Aberrant CYP1A1 Induction: Discrepancy of CYP1A1 mRNA and Aryl Hydrocarbon Hydroxylase Activity in Mutant Cells of Mouse Hepatoma Line, Hepa-1

We have isolated new benzo[α]pyrene-resistant clones, cl-21 and cl-32, of the mouse hepatoma line, Hepa-1. CYP1A1-dependent aryl hydrocarbon hydroxylase activity is not inducible by 2,3,7,8-tetrachlorodibenzo- p -dioxin or 3-methylcholanthrene in these two cell lines. However, mRNA of CYP1A1 is inducible in cl-21 and cl-32 cells, as in the wild-type cells, in spite of an undetectable level of cytosolic Ah receptor. The cl-21 cDNA of Cypla-1 was found to have a single mutation leading to an amino acid substitution from Leu (118) to Arg (118).

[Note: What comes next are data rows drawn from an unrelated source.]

//! Error types for caterflash.

use crate::protocol::avr109::{FlashState, SessionPosition};
use std::fmt;
use std::io;
use thiserror::Error;

/// Result type for caterflash operations.
pub type Result<T> = std::result::Result<T, Error>;

/// Intel HEX decoding error.
///
/// Line numbers count records from 1.
#[derive(Debug, Clone, PartialEq, Eq, Error)]
pub enum ParseError {
    /// Record does not start with `:`, contains a non-hex digit, or is truncated.
    #[error("line {line}: malformed record")]
    MalformedLine {
        /// Record number.
        line: usize,
    },

    /// Record checksum does not match its contents.
    #[error("line {line}: checksum mismatch (expected {expected:#04x}, got {actual:#04x})")]
    ChecksumMismatch {
        /// Record number.
        line: usize,
        /// Checksum computed from the record contents.
        expected: u8,
        /// Checksum found in the record.
        actual: u8,
    },

    /// Record type outside of `0x00..=0x05`.
    #[error("line {line}: unknown record type {record_type:#04x}")]
    UnknownRecordType {
        /// Record number.
        line: usize,
        /// Raw record type byte.
        record_type: u8,
    },

    /// Wrong byte count for an end-of-file or address record.
    #[error("line {line}: invalid byte count {byte_count} for record type {record_type:#04x}")]
    InvalidRecordLength {
        /// Record number.
        line: usize,
        /// Raw record type byte.
        record_type: u8,
        /// Byte count found in the record.
        byte_count: u8,
    },

    /// Address record with a load address other than zero.
    #[error("line {line}: record type {record_type:#04x} must have load address 0, got {load_address:#06x}")]
    NonZeroLoadAddress {
        /// Record number.
        line: usize,
        /// Raw record type byte.
        record_type: u8,
        /// Load address found in the record.
        load_address: u16,
    },

    /// Data record reaches past the device capacity.
    #[error("line {line}: data at {address:#x}..{end:#x} exceeds device capacity of {capacity} bytes")]
    AddressOutOfRange {
        /// Record number.
        line: usize,
        /// Absolute start address of the record data.
        address: usize,
        /// Absolute end address (exclusive).
        end: usize,
        /// Configured capacity in bytes.
        capacity: usize,
    },

    /// Input ended before an end-of-file record.
    #[error("unexpected end of input: missing end-of-file record")]
    MissingEndOfFile,
}

/// Phase of a flashing run in which a failure happened.
#[derive(Debug, Clone, Copy, PartialEq, Eq)]
pub enum Phase {
    /// Decoding the firmware image, before any device I/O.
    Parsing,
    /// Identity request, programming mode entry or address set.
    Handshake,
    /// Waiting for page `index` (1-based) of `total` to be acknowledged.
    Page {
        /// Page number, starting at 1.
        index: usize,
        /// Total number of pages in the image.
        total: usize,
    },
    /// Leaving programming mode and exiting the bootloader.
    Exit,
    /// Anything outside a session (port selection, configuration).
    Setup,
}

impl fmt::Display for Phase {
    fn fmt(&self, f: &mut fmt::Formatter<'_>) -> fmt::Result {
        match self {
            Self::Parsing => write!(f, "parsing"),
            Self::Handshake => write!(f, "handshake"),
            Self::Page { index, total } => write!(f, "page {index} of {total}"),
            Self::Exit => write!(f, "exit"),
            Self::Setup => write!(f, "setup"),
        }
    }
}

/// Error type for caterflash operations.
#[derive(Debug, Error)]
pub enum Error {
    /// I/O error (port or file operations).
    #[error("I/O error: {0}")]
    Io(#[from] io::Error),

    /// Serial port error.
    #[cfg(feature = "native")]
    #[error("Serial port error: {0}")]
    Serial(#[from] serialport::Error),

    /// Invalid Intel HEX input.
    #[error("Invalid HEX: {0}")]
    Parse(#[from] ParseError),

    /// The bootloader kept answering with something other than the expected response.
    #[error("Protocol desync in {state} ({position}): expected {expected}, got {actual:02X?}")]
    ProtocolDesync {
        /// State the session was in.
        state: FlashState,
        /// Human-readable description of the expected response.
        expected: &'static str,
        /// Bytes of the last rejected response.
        actual: Vec<u8>,
        /// Session progress at the time of failure.
        position: SessionPosition,
    },

    /// The bootloader did not answer in time.
    #[error("Timeout in {state} ({position})")]
    ProtocolTimeout {
        /// State the session was in.
        state: FlashState,
        /// Session progress at the time of failure.
        position: SessionPosition,
    },

    /// The port reported end of stream before the session finished.
    #[error("Connection closed early in {state} ({position})")]
    TransportClosedEarly {
        /// State the session was in.
        state: FlashState,
        /// Session progress at the time of failure.
        position: SessionPosition,
    },

    /// The port failed while a session was running.
    #[error("Transport error in {state} ({position}): {source}")]
    Transport {
        /// State the session was in.
        state: FlashState,
        /// Session progress at the time of failure.
        position: SessionPosition,
        /// Underlying port error.
        source: io::Error,
    },

    /// The embedding application requested cancellation.
    #[error("Cancelled in {state} ({position})")]
    Cancelled {
        /// State the session was in.
        state: FlashState,
        /// Session progress at the time of failure.
        position: SessionPosition,
    },

    /// The image holds no data to write.
    #[error("Image is empty, nothing to flash")]
    EmptyImage,

    /// The image does not fit the 16-bit word address of the AVR109 protocol.
    #[error("Image of {len} bytes exceeds the AVR109 word address range")]
    ImageTooLarge {
        /// Image length in bytes.
        len: usize,
    },

    /// No matching port was found.
    #[error("Device not found or not in bootloader mode")]
    DeviceNotFound,

    /// Invalid session or device configuration.
    #[error("Configuration error: {0}")]
    Config(String),
}

impl Error {
    /// Classify which phase of a flashing run this error belongs to.
    pub fn phase(&self) -> Phase {
        match self {
            Self::Parse(_) => Phase::Parsing,
            Self::ProtocolDesync { state, position, .. }
            | Self::ProtocolTimeout { state, position }
            | Self::TransportClosedEarly { state, position }
            | Self::Transport { state, position, .. }
            | Self::Cancelled { state, position } => position.phase(*state),
            _ => Phase::Setup,
        }
    }

    /// Whether the device may hold a partially written image.
    pub fn may_have_partial_flash(&self) -> bool {
        match self {
            Self::ProtocolDesync { position, .. }
            | Self::ProtocolTimeout { position, .. }
            | Self::TransportClosedEarly { position, .. }
            | Self::Transport { position, .. }
            | Self::Cancelled { position, .. } => position.pages_sent > 0,
            _ => false,
        }
    }
}

#[cfg(test)]
mod tests {
    use super::*;

    #[test]
    fn test_parse_error_display() {
        let err = ParseError::ChecksumMismatch {
            line: 3,
            expected: 0x1E,
            actual: 0x1F,
        };
        assert_eq!(
            err.to_string(),
            "line 3: checksum mismatch (expected 0x1e, got 0x1f)"
        );
    }

    #[test]
    fn test_parse_error_phase() {
        let err: Error = ParseError::MissingEndOfFile.into();
        assert_eq!(err.phase(), Phase::Parsing);
        assert!(!err.may_have_partial_flash());
    }

    #[test]
    fn test_page_phase_display() {
        let err = Error::ProtocolTimeout {
            state: FlashState::AwaitingPageAck,
            position: SessionPosition {
                pages_sent: 2,
                page_total: 5,
                byte_offset: 256,
                word_address: 0x80,
            },
        };
        assert_eq!(err.phase(), Phase::Page { index: 2, total: 5 });
        assert_eq!(err.phase().to_string(), "page 2 of 5");
        assert!(err.may_have_partial_flash());
    }

    #[test]
    fn test_transport_error_keeps_position() {
        let err = Error::Transport {
            state: FlashState::AwaitingPageAck,
            position: SessionPosition {
                pages_sent: 2,
                page_total: 3,
                byte_offset: 128,
                word_address: 0x40,
            },
            source: io::Error::new(io::ErrorKind::BrokenPipe, "unplugged"),
        };
        assert_eq!(err.phase(), Phase::Page { index: 2, total: 3 });
        assert!(err.may_have_partial_flash());
        assert!(err.to_string().contains("unplugged"));
        assert!(std::error::Error::source(&err).is_some());
    }

    #[test]
    fn test_setup_phase() {
        assert_eq!(Error::DeviceNotFound.phase(), Phase::Setup);
        assert_eq!(Error::EmptyImage.phase(), Phase::Setup);
    }
}
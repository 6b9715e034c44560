//! Firmware image formats.

pub mod ihex;

pub use ihex::{HexRecord, MemoryImage, RecordType};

However, the CYP1A1 protein band was not detected on Western immunoblots. The cDNA of cl-32 was found to have a single mutation leading to an amino acid change from Arg (359) to Trp (359). The presence of the mature protein in cl-32 was confirmed by Western blot analysis. Somatic cell hybridization experiments demonstrated that the phenotype of cl-21 and cl-32 is recessive and that these clones belong to the same complementation group. These data suggest that there may be a non-Ah receptor-mediated mechanism of CYP1A1 induction.